Saved data entries
==============================
impl CrawlScheduler {
    /// Creates a scheduler, loading or initializing the target's state
    ///
    /// # Arguments
    ///
    /// * `config` - The crawl configuration
    /// * `descriptors` - Credentials available for this run
    /// * `fetcher` - Issues the paginated requests
    /// * `records` - Receives deduplicated records
    /// * `store` - Snapshots and restores scheduler state
    /// * `options` - Whether to start fresh and the config hash to record
    ///
    /// # Returns
    ///
    /// * `Err(FleetError::NoCredentials)` - The credential list is empty
    /// * `Err(FleetError::Storage)` - The stored state could not be loaded
    pub fn new(
        config: Config,
        descriptors: Vec<CredentialDescriptor>,
        fetcher: Arc<dyn PageFetcher>,
        records: Arc<dyn PersistenceGateway>,
        store: Arc<dyn StateStore>,
        options: RunOptions,
    ) -> Result<Self, FleetError> {
        let key = config.target.key.clone();
        if descriptors.is_empty() {
            return Err(FleetError::NoCredentials { target: key });
        }

        let loaded = if options.fresh {
            tracing::info!("Fresh run requested, ignoring stored state for {}", key);
            None
        } else {
            store.load(&key)?
        };

        let mut state = match loaded {
            Some(mut state) => {
                if let (Some(stored), Some(current)) = (&state.config_hash, &options.config_hash) {
                    if stored != current {
                        tracing::warn!(
                            "Configuration changed since the stored state of {} was written",
                            key
                        );
                    }
                }
                state.merge_credentials(&descriptors);

                match state.status {
                    CrawlStatus::InProgress => tracing::info!(
                        "Resuming {} at offset {} with {} unique items",
                        key,
                        state.cursor.numeric_offset,
                        state.total_unique
                    ),
                    CrawlStatus::Completed => {}
                    CrawlStatus::Stopped | CrawlStatus::Error => {
                        tracing::info!(
                            "Reopening {} (last run ended {}: {})",
                            key,
                            state.status,
                            state.reason.map(|r| r.as_str()).unwrap_or("unknown")
                        );
                        state.reopen();
                    }
                }
                state
            }
            None => {
                tracing::info!("No stored state for {}, starting a new crawl", key);
                ScheduleState::new(&key, &descriptors)
            }
        };

        if options.config_hash.is_some() {
            state.config_hash = options.config_hash;
        }

        let already_completed = state.status == CrawlStatus::Completed;
        let workers = match config.scheduler.workers {
            0 => descriptors.len(),
            n => n as usize,
        };

        let pool = CredentialPool::new(
            config.credentials.clone(),
            descriptors,
            std::mem::take(&mut state.credentials),
        );
        let progress = Progress {
            seen_keys: std::mem::take(&mut state.seen_keys),
            total_fetched: state.total_fetched,
            total_unique: state.total_unique,
            skipped_pages: state.skipped_pages,
            consecutive_empty: state.consecutive_empty,
            items_since_snapshot: 0,
        };
        let cursor = std::mem::take(&mut state.cursor);
        let tracker = CursorTracker::new(config.cursor.clone());

        let shared = Shared {
            config,
            pool: Mutex::new(pool),
            tracker,
            cursor: Mutex::new(cursor),
            progress: Mutex::new(progress),
            stop: Arc::new(StopSignal::new()),
            snapshot_due: Notify::new(),
            fetcher,
            records,
        };

        Ok(Self {
            shared: Arc::new(shared),
            store,
            base: state,
            workers,
            already_completed,
        })
    }

    /// Returns a handle that can cancel the run from another task
    pub fn stop_handle(&self) -> StopHandle {
        StopHandle::new(Arc::clone(&self.shared.stop))
    }

    /// Number of worker tasks the run will spawn
    pub fn worker_count(&self) -> usize {
        self.workers
    }

    /// Runs the crawl until a stop condition is met
    ///
    /// Returns `Err(FleetError::Storage)` only if the final snapshot cannot
    /// be written; every other failure is absorbed into the report.
    pub async fn run(self) -> Result<CrawlReport, FleetError> {
        let key = self.shared.target_key().to_string();

        if self.already_completed {
            tracing::info!("Target {} is already completed, nothing to do", key);
            let state = self.shared.snapshot(&self.base);
            return Ok(CrawlReport::new(&state, true));
        }

        let initial = self.shared.snapshot(&self.base);
        if let Err(e) = self.store.save(&key, &initial) {
            tracing::warn!("Failed to save initial snapshot of {}: {}", key, e);
        }

        tracing::info!(
            "Starting crawl of {} with {} workers and {} credentials",
            key,
            self.workers,
            lock(&self.shared.pool).len()
        );

        let start_time = Instant::now();
        let mut workers = JoinSet::new();
        for worker in 0..self.workers {
            workers.spawn(run_worker(Arc::clone(&self.shared), worker));
        }

        let reason = self.supervise(&mut workers).await;

        while let Some(joined) = workers.join_next().await {
            if let Err(e) = joined {
                tracing::error!("Worker task failed: {}", e);
            }
        }

        let mut state = self.shared.snapshot(&self.base);
        state.finish(reason);
        self.save_final(&state).await?;

        tracing::info!(
            "Crawl of {} ended {} ({}): {} unique of {} fetched in {:.1}s",
            key,
            state.status,
            reason,
            state.total_unique,
            state.total_fetched,
            start_time.elapsed().as_secs_f64()
        );

        Ok(CrawlReport::new(&state, false))
    }

    /// Watches the crawl until the stop signal is raised
    async fn supervise(&self, workers: &mut JoinSet<()>) -> StopReason {
        let config = &self.shared.config;
        let mut ticker = tokio::time::interval(config.stop.monitor_interval());
        ticker.set_missed_tick_behavior(MissedTickBehavior::Delay);
        ticker.tick().await;

        let mut watermark = self.watermark();
        let mut stagnant = 0;
        let mut last_snapshot = Instant::now();

        loop {
            tokio::select! {
                _ = self.shared.stop.wait() => break,
                _ = self.shared.snapshot_due.notified() => {
                    self.periodic_snapshot(&mut last_snapshot);
                }
                Some(joined) = workers.join_next(), if !workers.is_empty() => {
                    if let Err(e) = joined {
                        tracing::error!("Worker task failed: {}", e);
                    }
                    if workers.is_empty() {
                        tracing::error!("Every worker exited before a stop was requested");
                        self.shared.stop.request(StopReason::Cancelled);
                        break;
                    }
                }
                _ = ticker.tick() => {
                    self.monitor(&mut watermark, &mut stagnant);
                    if last_snapshot.elapsed() >= config.snapshot.every() {
                        self.periodic_snapshot(&mut last_snapshot);
                    }
                }
            }
        }

        self.shared.stop.reason().unwrap_or(StopReason::Cancelled)
    }

    fn watermark(&self) -> Watermark {
        let progress = lock(&self.shared.progress);
        Watermark {
            unique: progress.total_unique,
            fetched: progress.total_fetched,
        }
    }

    /// One monitoring tick: health check, stagnation check, progress log
    fn monitor(&self, last: &mut Watermark, stagnant: &mut u32) {
        let active = lock(&self.shared.pool).active_count();
        if active == 0 {
            if self.shared.stop.request(StopReason::AllCredentialsInactive) {
                tracing::warn!("Every credential is disabled");
            }
            return;
        }

        let current = self.watermark();
        if current.unique == last.unique && current.fetched > last.fetched {
            *stagnant += 1;
            tracing::debug!("No new unique items for {} ticks", stagnant);
            if *stagnant >= self.shared.config.stop.stagnation_ticks
                && self.shared.stop.request(StopReason::NoNewUniqueItems)
            {
                tracing::info!(
                    "Fetching continued for {} ticks without new unique items",
                    stagnant
                );
            }
        } else if current.unique > last.unique {
            *stagnant = 0;
        }
        *last = current;

        tracing::info!(
            "Progress: {} unique, {} fetched, {} active credentials",
            current.unique,
            current.fetched,
            active
        );
    }

    /// Writes a snapshot; a failure is logged and retried on a later tick
    fn periodic_snapshot(&self, last_snapshot: &mut Instant) {
        let counted = lock(&self.shared.progress).items_since_snapshot;
        let state = self.shared.snapshot(&self.base);

        match self.store.save(&state.target_key, &state) {
            Ok(()) => {
                *last_snapshot = Instant::now();
                let mut progress = lock(&self.shared.progress);
                progress.items_since_snapshot = progress.items_since_snapshot.saturating_sub(counted);
                tracing::debug!(
                    "Saved snapshot of {} at {} unique items",
                    state.target_key,
                    state.total_unique
                );
            }
            Err(e) => {
                tracing::warn!("Failed to save snapshot of {}: {}", state.target_key, e);
            }
        }
    }

    async fn save_final(&self, state: &ScheduleState) -> Result<(), FleetError> {
        let attempts = self.shared.config.snapshot.final_attempts.max(1);
        let mut attempt = 1;

        loop {
            match self.store.save(&state.target_key, state) {
                Ok(()) => return Ok(()),
                Err(e) if attempt >= attempts => {
                    tracing::error!(
                        "Final snapshot of {} could not be saved after {} attempts: {}",
                        state.target_key,
                        attempts,
                        e
                    );
                    return Err(e.into());
                }
                Err(e) => {
                    tracing::warn!(
                        "Final snapshot attempt {}/{} failed: {}",
                        attempt,
                        attempts,
                        e
                    );
                    tokio::time::sleep(Duration::from_millis(100 * u64::from(attempt))).await;
                    attempt += 1;
                }
            }
        }
    }
}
==============================
Of the lines above, show those in which "attempts" appears.

▶ [Written answer]
        let attempts = self.shared.config.snapshot.final_attempts.max(1);
                Err(e) if attempt >= attempts => {
                        "Final snapshot of {} could not be saved after {} attempts: {}",
                        attempts,
                        attempts,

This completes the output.